- Dataset excerpt
━━━━━━━━

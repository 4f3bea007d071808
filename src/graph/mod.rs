pub mod prerequisites;

pub use prerequisites::{PrerequisiteCycle, PrerequisiteGraph};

━━━━━━━━

- What this task involves
A word-for-word repeat of the full data is needed.

- Written solution
repository 4f3bea007d071808
filename src/graph/mod.rs
pub mod prerequisites;

pub use prerequisites::{PrerequisiteCycle, PrerequisiteGraph};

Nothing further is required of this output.